- _Required work_:
Every entry below needs to be repeated exactly as written.

*** Provided records Section Begins ***

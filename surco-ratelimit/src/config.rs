//! Rate window configuration
//!
//! Static, process-wide quotas keyed by endpoint path. Endpoints without an
//! entry are unmetered.

use serde::{Deserialize, Serialize};
use std::collections::HashMap;
use surco_core::ConfigError;

/// Endpoint path for post generation.
pub const GENERATE_ENDPOINT: &str = "/generate";

/// Endpoint path for saving a generated post.
pub const SAVE_ENDPOINT: &str = "/save";

/// Pruning floor used by explicit `record` calls, independent of any window.
pub const HOUSEKEEPING_WINDOW_SECS: i64 = 3600;

/// Widest accepted window: one leap year.
pub const MAX_WINDOW_SECS: u64 = 366 * 24 * 3600;

/// Which call consumes quota for an endpoint.
///
/// Using both the admission check and the explicit record for the same
/// request would count it twice, so every endpoint picks exactly one.
#[derive(Debug, Clone, Copy, PartialEq, Eq, Hash, Serialize, Deserialize, Default)]
#[serde(rename_all = "snake_case")]
pub enum QuotaDiscipline {
    /// The admission check records the attempt when it admits it.
    #[default]
    RecordOnAdmit,
    /// The admission check is read-only; callers record after success.
    RecordOnSuccess,
}

/// Quota for a single endpoint.
#[derive(Debug, Clone, Copy, PartialEq, Eq, Serialize, Deserialize)]
pub struct RateWindow {
    pub max_requests: u32,
    pub window_seconds: u64,
    #[serde(default)]
    pub discipline: QuotaDiscipline,
}

impl RateWindow {
    pub fn new(max_requests: u32, window_seconds: u64) -> Self {
        Self {
            max_requests,
            window_seconds,
            discipline: QuotaDiscipline::default(),
        }
    }

    pub fn with_discipline(mut self, discipline: QuotaDiscipline) -> Self {
        self.discipline = discipline;
        self
    }

    /// Window width in whole minutes, as shown to users.
    pub fn window_minutes(&self) -> u64 {
        self.window_seconds / 60
    }
}

/// Mapping from endpoint to quota.
#[derive(Debug, Clone, PartialEq, Eq, Serialize, Deserialize)]
#[serde(transparent)]
pub struct RateWindowConfig {
    windows: HashMap<String, RateWindow>,
}

impl Default for RateWindowConfig {
    fn default() -> Self {
        Self::empty()
            .with_window(GENERATE_ENDPOINT, RateWindow::new(20, 3600))
            .with_window(SAVE_ENDPOINT, RateWindow::new(100, 3600))
    }
}

impl RateWindowConfig {
    /// A configuration with no metered endpoints.
    pub fn empty() -> Self {
        Self {
            windows: HashMap::new(),
        }
    }

    /// Add or replace the quota for an endpoint.
    pub fn with_window(mut self, endpoint: impl Into<String>, window: RateWindow) -> Self {
        self.windows.insert(endpoint.into(), window);
        self
    }

    /// Quota for an endpoint, or `None` when it is unmetered.
    pub fn get(&self, endpoint: &str) -> Option<&RateWindow> {
        self.windows.get(endpoint)
    }

    pub fn endpoints(&self) -> impl Iterator<Item = &str> {
        self.windows.keys().map(String::as_str)
    }

    pub fn len(&self) -> usize {
        self.windows.len()
    }

    pub fn is_empty(&self) -> bool {
        self.windows.is_empty()
    }

    /// Reject zero quotas, zero-width windows and windows wider than
    /// [`MAX_WINDOW_SECS`].
    pub fn validate(&self) -> Result<(), ConfigError> {
        for (endpoint, window) in &self.windows {
            if window.max_requests == 0 {
                return Err(ConfigError::InvalidValue {
                    field: format!("rate_limit[{}].max_requests", endpoint),
                    value: "0".to_string(),
                    reason: "must be at least 1".to_string(),
                });
            }
            if window.window_seconds == 0 {
                return Err(ConfigError::InvalidValue {
                    field: format!("rate_limit[{}].window_seconds", endpoint),
                    value: "0".to_string(),
                    reason: "must be at least 1".to_string(),
                });
            }
            if window.window_seconds > MAX_WINDOW_SECS {
                return Err(ConfigError::InvalidValue {
                    field: format!("rate_limit[{}].window_seconds", endpoint),
                    value: window.window_seconds.to_string(),
                    reason: format!("must be at most {}", MAX_WINDOW_SECS),
                });
            }
        }
        Ok(())
    }
}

*** Provided records Section Ends ***

- _Expected output_:
filename surco-ratelimit/src/config.rs
//! Rate window configuration
//!
//! Static, process-wide quotas keyed by endpoint path. Endpoints without an
//! entry are unmetered.

use serde::{Deserialize, Serialize};
use std::collections::HashMap;
use surco_core::ConfigError;

/// Endpoint path for post generation.
pub const GENERATE_ENDPOINT: &str = "/generate";

/// Endpoint path for saving a generated post.
pub const SAVE_ENDPOINT: &str = "/save";

/// Pruning floor used by explicit `record` calls, independent of any window.
pub const HOUSEKEEPING_WINDOW_SECS: i64 = 3600;

/// Widest accepted window: one leap year.
pub const MAX_WINDOW_SECS: u64 = 366 * 24 * 3600;

/// Which call consumes quota for an endpoint.
///
/// Using both the admission check and the explicit record for the same
/// request would count it twice, so every endpoint picks exactly one.
#[derive(Debug, Clone, Copy, PartialEq, Eq, Hash, Serialize, Deserialize, Default)]
#[serde(rename_all = "snake_case")]
pub enum QuotaDiscipline {
    /// The admission check records the attempt when it admits it.
    #[default]
    RecordOnAdmit,
    /// The admission check is read-only; callers record after success.
    RecordOnSuccess,
}

/// Quota for a single endpoint.
#[derive(Debug, Clone, Copy, PartialEq, Eq, Serialize, Deserialize)]
pub struct RateWindow {
    pub max_requests: u32,
    pub window_seconds: u64,
    #[serde(default)]
    pub discipline: QuotaDiscipline,
}

impl RateWindow {
    pub fn new(max_requests: u32, window_seconds: u64) -> Self {
        Self {
            max_requests,
            window_seconds,
            discipline: QuotaDiscipline::default(),
        }
    }

    pub fn with_discipline(mut self, discipline: QuotaDiscipline) -> Self {
        self.discipline = discipline;
        self
    }

    /// Window width in whole minutes, as shown to users.
    pub fn window_minutes(&self) -> u64 {
        self.window_seconds / 60
    }
}

/// Mapping from endpoint to quota.
#[derive(Debug, Clone, PartialEq, Eq, Serialize, Deserialize)]
#[serde(transparent)]
pub struct RateWindowConfig {
    windows: HashMap<String, RateWindow>,
}

impl Default for RateWindowConfig {
    fn default() -> Self {
        Self::empty()
            .with_window(GENERATE_ENDPOINT, RateWindow::new(20, 3600))
            .with_window(SAVE_ENDPOINT, RateWindow::new(100, 3600))
    }
}

impl RateWindowConfig {
    /// A configuration with no metered endpoints.
    pub fn empty() -> Self {
        Self {
            windows: HashMap::new(),
        }
    }

    /// Add or replace the quota for an endpoint.
    pub fn with_window(mut self, endpoint: impl Into<String>, window: RateWindow) -> Self {
        self.windows.insert(endpoint.into(), window);
        self
    }

    /// Quota for an endpoint, or `None` when it is unmetered.
    pub fn get(&self, endpoint: &str) -> Option<&RateWindow> {
        self.windows.get(endpoint)
    }

    pub fn endpoints(&self) -> impl Iterator<Item = &str> {
        self.windows.keys().map(String::as_str)
    }

    pub fn len(&self) -> usize {
        self.windows.len()
    }

    pub fn is_empty(&self) -> bool {
        self.windows.is_empty()
    }

    /// Reject zero quotas, zero-width windows and windows wider than
    /// [`MAX_WINDOW_SECS`].
    pub fn validate(&self) -> Result<(), ConfigError> {
        for (endpoint, window) in &self.windows {
            if window.max_requests == 0 {
                return Err(ConfigError::InvalidValue {
                    field: format!("rate_limit[{}].max_requests", endpoint),
                    value: "0".to_string(),
                    reason: "must be at least 1".to_string(),
                });
            }
            if window.window_seconds == 0 {
                return Err(ConfigError::InvalidValue {
                    field: format!("rate_limit[{}].window_seconds", endpoint),
                    value: "0".to_string(),
                    reason: "must be at least 1".to_string(),
                });
            }
            if window.window_seconds > MAX_WINDOW_SECS {
                return Err(ConfigError::InvalidValue {
                    field: format!("rate_limit[{}].window_seconds", endpoint),
                    value: window.window_seconds.to_string(),
                    reason: format!("must be at most {}", MAX_WINDOW_SECS),
                });
            }
        }
        Ok(())
    }
}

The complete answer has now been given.